This page helps you understand and resolve error messages written to stderr
or your logs.
Topic | Message |
---|---|
Client connection | connection refused |
Client connection | node is running secure mode, SSL connection required |
Transaction retries | restart transaction |
Node startup | node belongs to cluster <cluster ID> but is attempting to connect to a gossip network for cluster <another cluster ID> |
Node configuration | clock synchronization error: this node is more than 500ms away from at least half of the known nodes |
Node configuration | open file descriptor limit of <number> is under the minimum required <number> |
Replication | replicas failing with "0 of 1 store with an attribute matching []; likely not enough nodes in cluster" |
Split failed | split failed while applying backpressure; are rows updated in a tight loop? |
Deadline exceeded | context deadline exceeded |
Incremental backups | protected ts verification error... |
Ambiguous results | result is ambiguous |
Import key collision | checking for key collisions: ingested key collides with an existing one |
SQL memory budget exceeded | memory budget exceeded |
connection refused
This message indicates a client is trying to connect to a node that is either not running or is not listening on the specified interfaces (i.e., hostname or port).
To resolve this issue, do one of the following:
- If the node hasn't yet been started, start the node.
- If you specified a
--listen-addr
and/or a--advertise-addr
flag when starting the node, you must include the specified IP address/hostname and port with all othercockroach
commands or change theCOCKROACH_HOST
environment variable.
If you're not sure what the IP address/hostname and port values might have been, you can look in the node's logs.
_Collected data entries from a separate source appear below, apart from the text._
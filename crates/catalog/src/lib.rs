//! Catalog domain module: storages contain categories, categories contain items.
//!
//! This crate contains business rules for the catalog, implemented purely as
//! deterministic domain logic (no IO, no HTTP, no storage). Quantity arithmetic
//! lives on [`Item`] so that every store applies the same non-negative rule.

pub mod category;
pub mod item;
pub mod policy;
pub mod storage;

pub use category::{Category, CategorySummary, NewCategory};
pub use item::{Item, ItemPatch, NewItem};
pub use policy::{CatalogPolicy, DeletePolicy};
pub use storage::{NewStorage, Storage, StoragePatch};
If necessary, you can also shut down and then restart the node:
$ cockroach start [flags]
node is running secure mode, SSL connection required
This message indicates that the cluster is using TLS encryption to protect network communication, and the client is trying to open a connection without using the required TLS certificates.
To resolve this issue, use the cockroach cert create-client
command to generate a client certificate and key for the user trying to connect. For a secure deployment tutorial, including generating security certificates and connecting clients, see Manual Deployment.
restart transaction
Messages with the error code 40001
and the string restart transaction
are known as transaction retry errors. These indicate that a transaction failed due to contention with another concurrent or recent transaction attempting to write to the same data. The transaction needs to be retried by the client.
In most cases, the correct actions to take when encountering transaction retry errors are:
Under
SERIALIZABLE
isolation, update your application to support client-side retry handling when transaction retry errors are encountered. Follow the guidance for the specific error type.Take steps to minimize transaction retry errors in the first place. This means reducing transaction contention overall, and increasing the likelihood that CockroachDB can automatically retry a failed transaction.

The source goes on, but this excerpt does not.